- [Task statement]: Within this material, state how many lines include the string "force". Reply with the number only.

- [Dataset records]:

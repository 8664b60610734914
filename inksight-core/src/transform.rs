//! Channel H: runs an AI transform against a document and writes its output
//! to durable storage. Both the executor and the storage backend are
//! treated as opaque external contracts — this module only knows their
//! trait surface, never their implementation.

use crate::error::{CoreError, Result};
use crate::sync_engine::SyncEngine;
use async_trait::async_trait;
use std::path::{Path, PathBuf};
use std::sync::Arc;
use tracing::{info, warn};

/// What a transform run produced: the output bytes themselves plus the
/// billing/observability fields the coordinator has no way to derive on its
/// own (the executor is the only party that knows its own cost and runtime).
#[derive(Debug, Clone)]
pub struct TransformOutput {
    pub bytes: Vec<u8>,
    pub extension: String,
    pub cost_units: f64,
    pub duration_ms: u64,
}

/// Runs a named transform over a document's files, producing output bytes.
/// Implemented outside this crate; the coordinator never inspects what
/// `transform_type` means.
#[async_trait]
pub trait TransformExecutor: Send + Sync {
    async fn execute(&self, doc_id: &str, transform_type: &str, input_dir: &Path) -> Result<TransformOutput>;
}

/// Durable storage for transform output. Implemented outside this crate.
#[async_trait]
pub trait DocumentStore: Send + Sync {
    async fn put(&self, doc_id: &str, transform_type: &str, output: &[u8]) -> Result<String>;
}

pub struct TransformCoordinator {
    sync_engine: Arc<SyncEngine>,
    executor: Arc<dyn TransformExecutor>,
    store: Arc<dyn DocumentStore>,
}

impl TransformCoordinator {
    pub fn new(sync_engine: Arc<SyncEngine>, executor: Arc<dyn TransformExecutor>, store: Arc<dyn DocumentStore>) -> Self {
        Self { sync_engine, executor, store }
    }

    /// Best-effort sync of `doc_id` before running the transform: a sync
    /// failure here is logged and the transform proceeds against whatever
    /// is already in the local cache, rather than blocking the transform on
    /// full connectivity. Once the executor returns, the coordinator itself
    /// writes the output to `<output_dir>/<doc_id>-<transform_type>.<ext>`
    /// before handing the same bytes to the store.
    pub async fn run(&self, doc_id: &str, transform_type: &str, output_dir: &Path) -> Result<PathBuf> {
        if let Err(e) = self.sync_engine.sync_document(doc_id).await {
            warn!(doc_id, error = %e, "pre-transform sync failed, continuing with cached copy");
        }

        let output = self.executor.execute(doc_id, transform_type, output_dir).await?;
        let file_path = output_dir.join(format!("{doc_id}-{transform_type}.{}", output.extension));
        std::fs::create_dir_all(output_dir).map_err(CoreError::Io)?;
        std::fs::write(&file_path, &output.bytes).map_err(CoreError::Io)?;

        self.store.put(doc_id, transform_type, &output.bytes).await?;
        info!(
            doc_id,
            transform_type,
            path = %file_path.display(),
            cost_units = output.cost_units,
            duration_ms = output.duration_ms,
            "transform complete"
        );
        Ok(file_path)
    }
}

#[cfg(test)]
mod tests {
    use super::*;
    use crate::cloud_channel::{CloudChannel, CloudChannelConfig};
    use crate::device_channel::{Credentials, DeviceChannel, DeviceChannelConfig};
    use crate::model::AccessMode;
    use crate::prober::{ProberConfig, ReachabilityProber};
    use crate::router::HybridRouter;
    use std::sync::Mutex as StdMutex;

    struct FakeExecutor {
        output: Vec<u8>,
    }

    #[async_trait]
    impl TransformExecutor for FakeExecutor {
        async fn execute(&self, _doc_id: &str, _transform_type: &str, _input_dir: &Path) -> Result<TransformOutput> {
            Ok(TransformOutput {
                bytes: self.output.clone(),
                extension: "txt".to_string(),
                cost_units: 1.0,
                duration_ms: 5,
            })
        }
    }

    struct FailingExecutor;

    #[async_trait]
    impl TransformExecutor for FailingExecutor {
        async fn execute(&self, _doc_id: &str, _transform_type: &str, _input_dir: &Path) -> Result<TransformOutput> {
            Err(CoreError::Executor("boom".to_string()))
        }
    }

    struct FakeStore {
        puts: StdMutex<Vec<(String, String)>>,
    }

    impl FakeStore {
        fn new() -> Self {
            Self { puts: StdMutex::new(Vec::new()) }
        }
    }

    #[async_trait]
    impl DocumentStore for FakeStore {
        async fn put(&self, doc_id: &str, transform_type: &str, _output: &[u8]) -> Result<String> {
            self.puts.lock().unwrap().push((doc_id.to_string(), transform_type.to_string()));
            Ok(format!("store://{doc_id}/{transform_type}"))
        }
    }

    /// A coordinator wired to a disconnected device/cloud pair: every
    /// pre-transform sync fails, exercising the "continue on sync failure"
    /// path rather than needing a live backend.
    async fn unreachable_coordinator(
        tmp: &Path,
        executor: Arc<dyn TransformExecutor>,
        store: Arc<dyn DocumentStore>,
    ) -> TransformCoordinator {
        let mut device_config =
            DeviceChannelConfig::new("192.0.2.1", "root", Credentials::Password("x".to_string()));
        device_config.connect_timeout = std::time::Duration::from_millis(200);
        let device = Arc::new(DeviceChannel::new(device_config));
        let cloud = Arc::new(
            CloudChannel::new(CloudChannelConfig::new("https://cloud.invalid", "token")).unwrap(),
        );
        let prober = ReachabilityProber::new(ProberConfig::new("192.0.2.1", 22, "cloud.invalid"));
        let router = Arc::new(HybridRouter::new(AccessMode::SshOnly, device, cloud, prober));
        let sync_engine = Arc::new(
            SyncEngine::initialize(router, tmp.to_path_buf(), Default::default())
                .await
                .unwrap(),
        );
        TransformCoordinator::new(sync_engine, executor, store)
    }

    #[tokio::test]
    async fn run_continues_past_a_failed_pre_transform_sync() {
        let tmp = tempfile::tempdir().unwrap();
        let store = Arc::new(FakeStore::new());
        let executor: Arc<dyn TransformExecutor> = Arc::new(FakeExecutor { output: b"ocr text".to_vec() });
        let coordinator = unreachable_coordinator(tmp.path(), executor, store.clone()).await;

        let path = coordinator.run("doc-1", "ocr", tmp.path()).await.unwrap();
        assert_eq!(path, tmp.path().join("doc-1-ocr.txt"));
        assert_eq!(std::fs::read(&path).unwrap(), b"ocr text");
        assert_eq!(store.puts.lock().unwrap().len(), 1);
    }

    #[tokio::test]
    async fn run_propagates_executor_failure_without_storing() {
        let tmp = tempfile::tempdir().unwrap();
        let store = Arc::new(FakeStore::new());
        let executor: Arc<dyn TransformExecutor> = Arc::new(FailingExecutor);
        let coordinator = unreachable_coordinator(tmp.path(), executor, store.clone()).await;

        let result = coordinator.run("doc-1", "summarize", tmp.path()).await;
        assert!(result.is_err());
        assert!(store.puts.lock().unwrap().is_empty());
    }
}
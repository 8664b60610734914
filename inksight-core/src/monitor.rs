//! Channel D: watches the device's document directory for changes.
//!
//! Primary strategy is an `inotifywait -m` tail run over the device
//! channel's streaming exec; a snapshot-diffing poll loop is the fallback
//! when `inotifywait` isn't installed on the device. Either way, raw
//! filesystem events are coalesced per document before the caller's handler
//! ever sees them, so a flurry of writes to the same document during a save
//! produces one `ChangeEvent`, not a dozen.

use crate::device_channel::{DeviceChannel, DOCUMENTS_ROOT};
use crate::model::{ChangeEvent, ChangeKind};
use crate::selector::extract_document_id;
use std::collections::HashMap;
use std::sync::atomic::{AtomicBool, Ordering};
use std::sync::{Arc, Mutex as StdMutex};
use std::time::Duration;
use tokio::sync::mpsc;
use tokio::task::JoinHandle;
use tracing::{debug, info, warn};

const DEFAULT_POLL_INTERVAL: Duration = Duration::from_secs(5);
const DEFAULT_DEBOUNCE: Duration = Duration::from_millis(250);
const DEFAULT_RECONNECT_DELAY: Duration = Duration::from_secs(5);

#[derive(Debug, Clone)]
pub struct MonitorConfig {
    pub poll_interval: Duration,
    pub debounce: Duration,
    pub auto_reconnect: bool,
    pub reconnect_delay: Duration,
}

impl Default for MonitorConfig {
    fn default() -> Self {
        Self {
            poll_interval: DEFAULT_POLL_INTERVAL,
            debounce: DEFAULT_DEBOUNCE,
            auto_reconnect: true,
            reconnect_delay: DEFAULT_RECONNECT_DELAY,
        }
    }
}

pub type ChangeHandler = Arc<dyn Fn(ChangeEvent) + Send + Sync>;

struct RawEvent {
    document_id: String,
    kind: ChangeKind,
    path: String,
}

struct Pending {
    kind: ChangeKind,
    affected_files: Vec<String>,
    deadline: tokio::time::Instant,
}

pub struct FileMonitor {
    device: Arc<DeviceChannel>,
    config: MonitorConfig,
    stop: Arc<AtomicBool>,
    task: StdMutex<Option<JoinHandle<()>>>,
}

impl FileMonitor {
    pub fn new(device: Arc<DeviceChannel>, config: MonitorConfig) -> Self {
        Self {
            device,
            config,
            stop: Arc::new(AtomicBool::new(false)),
            task: StdMutex::new(None),
        }
    }

    pub fn is_running(&self) -> bool {
        self.task.lock().expect("monitor mutex poisoned").is_some()
    }

    /// Starts the monitor loop. A no-op if already running.
    pub fn start(&self, handler: ChangeHandler) {
        let mut guard = self.task.lock().expect("monitor mutex poisoned");
        if guard.is_some() {
            debug!("monitor already running, start is a no-op");
            return;
        }
        self.stop.store(false, Ordering::Relaxed);
        let device = self.device.clone();
        let config = self.config.clone();
        let stop = self.stop.clone();
        *guard = Some(tokio::spawn(run(device, config, handler, stop)));
    }

    /// Stops the monitor loop. A no-op if not running.
    pub fn stop(&self) {
        let handle = self.task.lock().expect("monitor mutex poisoned").take();
        match handle {
            Some(handle) => {
                self.stop.store(true, Ordering::Relaxed);
                handle.abort();
                info!("file monitor stopped");
            }
            None => debug!("monitor not running, stop is a no-op"),
        }
    }
}

async fn run(device: Arc<DeviceChannel>, config: MonitorConfig, handler: ChangeHandler, stop: Arc<AtomicBool>) {
    loop {
        if stop.load(Ordering::Relaxed) {
            return;
        }

        let use_inotify = probe_inotifywait(&device).await;
        let (tx, rx) = mpsc::unbounded_channel();
        let reader_stop = stop.clone();
        let reader_device = device.clone();
        let poll_interval = config.poll_interval;

        let reader: JoinHandle<()> = if use_inotify {
            info!("file monitor using inotify-over-ssh tail");
            tokio::task::spawn_blocking(move || {
                run_inotify_reader(&reader_device, &reader_stop, tx);
            })
        } else {
            info!("inotifywait unavailable, falling back to polling");
            tokio::spawn(run_polling_reader(reader_device, poll_interval, tx, reader_stop))
        };

        debounce_loop(rx, &handler, config.debounce).await;
        reader.abort();

        if stop.load(Ordering::Relaxed) || !config.auto_reconnect {
            return;
        }
        warn!(delay_s = config.reconnect_delay.as_secs(), "monitor source ended, reconnecting");
        tokio::time::sleep(config.reconnect_delay).await;
    }
}

async fn probe_inotifywait(device: &DeviceChannel) -> bool {
    match device.execute_command("which inotifywait".to_string()).await {
        Ok((_, _, code)) => code == 0,
        Err(e) => {
            warn!(error = %e, "failed to probe for inotifywait, assuming unavailable");
            false
        }
    }
}

/// Maps an `inotifywait --format '%w%f %e'` event list to a [`ChangeKind`],
/// preferring Deleted over Created over Modified when a line reports more
/// than one flag (e.g. `MOVED_FROM,ISDIR`).
fn map_events_to_kind(events: &str) -> Option<ChangeKind> {
    let flags: Vec<&str> = events.split(',').collect();
    if flags.iter().any(|f| matches!(*f, "DELETE" | "MOVED_FROM" | "DELETE_SELF")) {
        Some(ChangeKind::Deleted)
    } else if flags.iter().any(|f| matches!(*f, "CREATE" | "MOVED_TO")) {
        Some(ChangeKind::Created)
    } else if flags.iter().any(|f| matches!(*f, "MODIFY" | "ATTRIB" | "CLOSE_WRITE")) {
        Some(ChangeKind::Modified)
    } else {
        None
    }
}

fn parse_inotify_line(line: &str) -> Option<RawEvent> {
    let (path, events) = line.rsplit_once(' ')?;
    let kind = map_events_to_kind(events)?;
    let name = path.rsplit('/').next().unwrap_or(path);
    let document_id = extract_document_id(name)?;
    Some(RawEvent {
        document_id,
        kind,
        path: path.to_string(),
    })
}

fn run_inotify_reader(device: &DeviceChannel, stop: &AtomicBool, tx: mpsc::UnboundedSender<RawEvent>) {
    let cmd = format!(
        "inotifywait -m -r -e create,modify,delete,moved_to,moved_from,attrib,close_write --format '%w%f %e' {DOCUMENTS_ROOT}"
    );
    let result = device.exec_streaming_blocking(&cmd, stop, |line| {
        if let Some(ev) = parse_inotify_line(&line) {
            let _ = tx.send(ev);
        }
    });
    if let Err(e) = result {
        warn!(error = %e, "inotify tail ended with an error");
    }
}

async fn run_polling_reader(
    device: Arc<DeviceChannel>,
    interval: Duration,
    tx: mpsc::UnboundedSender<RawEvent>,
    stop: Arc<AtomicBool>,
) {
    let mut previous: HashMap<String, (u64, chrono::DateTime<chrono::Utc>)> = HashMap::new();
    let mut ticker = tokio::time::interval(interval);
    loop {
        ticker.tick().await;
        if stop.load(Ordering::Relaxed) {
            return;
        }

        let entries = match device.list_files(None).await {
            Ok(entries) => entries,
            Err(e) => {
                warn!(error = %e, "poll listing failed");
                return;
            }
        };

        let mut current = HashMap::new();
        for entry in &entries {
            if entry.is_directory {
                continue;
            }
            current.insert(entry.name.clone(), (entry.size, entry.modified_at));
        }

        for (name, stat) in &current {
            let Some(document_id) = extract_document_id(name) else { continue };
            match previous.get(name) {
                None => {
                    let _ = tx.send(RawEvent {
                        document_id,
                        kind: ChangeKind::Created,
                        path: name.clone(),
                    });
                }
                Some(prev) if prev != stat => {
                    let _ = tx.send(RawEvent {
                        document_id,
                        kind: ChangeKind::Modified,
                        path: name.clone(),
                    });
                }
                _ => {}
            }
        }
        for name in previous.keys() {
            if !current.contains_key(name) {
                if let Some(document_id) = extract_document_id(name) {
                    let _ = tx.send(RawEvent {
                        document_id,
                        kind: ChangeKind::Deleted,
                        path: name.clone(),
                    });
                }
            }
        }

        previous = current;
    }
}

async fn debounce_loop(mut rx: mpsc::UnboundedReceiver<RawEvent>, handler: &ChangeHandler, debounce: Duration) {
    let mut pending: HashMap<String, Pending> = HashMap::new();
    let flush_tick = (debounce / 2).max(Duration::from_millis(25));
    let mut ticker = tokio::time::interval(flush_tick);

    loop {
        tokio::select! {
            event = rx.recv() => {
                match event {
                    Some(ev) => {
                        let deadline = tokio::time::Instant::now() + debounce;
                        pending
                            .entry(ev.document_id)
                            .and_modify(|p| {
                                p.kind = merge_kind(p.kind, ev.kind);
                                p.affected_files.push(ev.path.clone());
                                p.deadline = deadline;
                            })
                            .or_insert(Pending {
                                kind: ev.kind,
                                affected_files: vec![ev.path],
                                deadline,
                            });
                    }
                    None => {
                        flush_ready(&mut pending, handler, true);
                        return;
                    }
                }
            }
            _ = ticker.tick() => {
                flush_ready(&mut pending, handler, false);
            }
        }
    }
}

/// Coalesces two raw events seen for the same document within one debounce
/// window into a single [`ChangeKind`]: Created if either saw the document
/// newly appear, else Modified if either saw a change in place, else
/// Deleted only when every event agrees the document is gone.
fn merge_kind(a: ChangeKind, b: ChangeKind) -> ChangeKind {
    use ChangeKind::*;
    match (a, b) {
        (Created, _) | (_, Created) => Created,
        (Modified, _) | (_, Modified) => Modified,
        (Deleted, Deleted) => Deleted,
    }
}

fn flush_ready(pending: &mut HashMap<String, Pending>, handler: &ChangeHandler, force: bool) {
    let now = tokio::time::Instant::now();
    let ready: Vec<String> = pending
        .iter()
        .filter(|(_, p)| force || p.deadline <= now)
        .map(|(id, _)| id.clone())
        .collect();

    for document_id in ready {
        if let Some(p) = pending.remove(&document_id) {
            handler(ChangeEvent {
                document_id,
                kind: p.kind,
                observed_at: chrono::Utc::now(),
                affected_files: p.affected_files,
            });
        }
    }
}

#[cfg(test)]
mod tests {
    use super::*;

    #[test]
    fn maps_delete_over_create_when_both_flags_present() {
        assert_eq!(map_events_to_kind("MOVED_FROM,ISDIR"), Some(ChangeKind::Deleted));
        assert_eq!(map_events_to_kind("CREATE"), Some(ChangeKind::Created));
        assert_eq!(map_events_to_kind("MODIFY"), Some(ChangeKind::Modified));
        assert_eq!(map_events_to_kind("ISDIR"), None);
    }

    #[test]
    fn parses_well_formed_inotify_line() {
        let line = "/home/root/.local/share/remarkable/xochitl/aaaaaaaa-bbbb-cccc-dddd-eeeeeeeeeeee.metadata MODIFY";
        let ev = parse_inotify_line(line).unwrap();
        assert_eq!(ev.document_id, "aaaaaaaa-bbbb-cccc-dddd-eeeeeeeeeeee");
        assert_eq!(ev.kind, ChangeKind::Modified);
    }

    #[test]
    fn rejects_lines_without_a_document_id() {
        assert!(parse_inotify_line("/home/root/.local/share/remarkable/xochitl/.lock MODIFY").is_none());
    }

    #[test]
    fn merge_kind_prefers_created_over_modified_and_deleted() {
        assert_eq!(merge_kind(ChangeKind::Modified, ChangeKind::Created), ChangeKind::Created);
        assert_eq!(merge_kind(ChangeKind::Deleted, ChangeKind::Created), ChangeKind::Created);
    }

    #[test]
    fn merge_kind_prefers_modified_over_deleted() {
        assert_eq!(merge_kind(ChangeKind::Deleted, ChangeKind::Modified), ChangeKind::Modified);
        assert_eq!(merge_kind(ChangeKind::Modified, ChangeKind::Deleted), ChangeKind::Modified);
    }

    #[test]
    fn merge_kind_is_deleted_only_when_both_agree() {
        assert_eq!(merge_kind(ChangeKind::Deleted, ChangeKind::Deleted), ChangeKind::Deleted);
    }

    #[tokio::test(start_paused = true)]
    async fn debounce_coalesces_rapid_events_into_one() {
        let (tx, rx) = mpsc::unbounded_channel();
        let seen = Arc::new(StdMutex::new(Vec::new()));
        let seen_clone = seen.clone();
        let handler: ChangeHandler = Arc::new(move |ev| seen_clone.lock().unwrap().push(ev));

        let doc_id = "aaaaaaaa-bbbb-cccc-dddd-eeeeeeeeeeee".to_string();
        tx.send(RawEvent {
            document_id: doc_id.clone(),
            kind: ChangeKind::Modified,
            path: format!("{doc_id}.metadata"),
        })
        .unwrap();
        tx.send(RawEvent {
            document_id: doc_id.clone(),
            kind: ChangeKind::Modified,
            path: format!("{doc_id}.content"),
        })
        .unwrap();
        drop(tx);

        debounce_loop(rx, &handler, Duration::from_millis(250)).await;

        let events = seen.lock().unwrap();
        assert_eq!(events.len(), 1);
        assert_eq!(events[0].affected_files.len(), 2);
    }
}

- [Answer below]: 2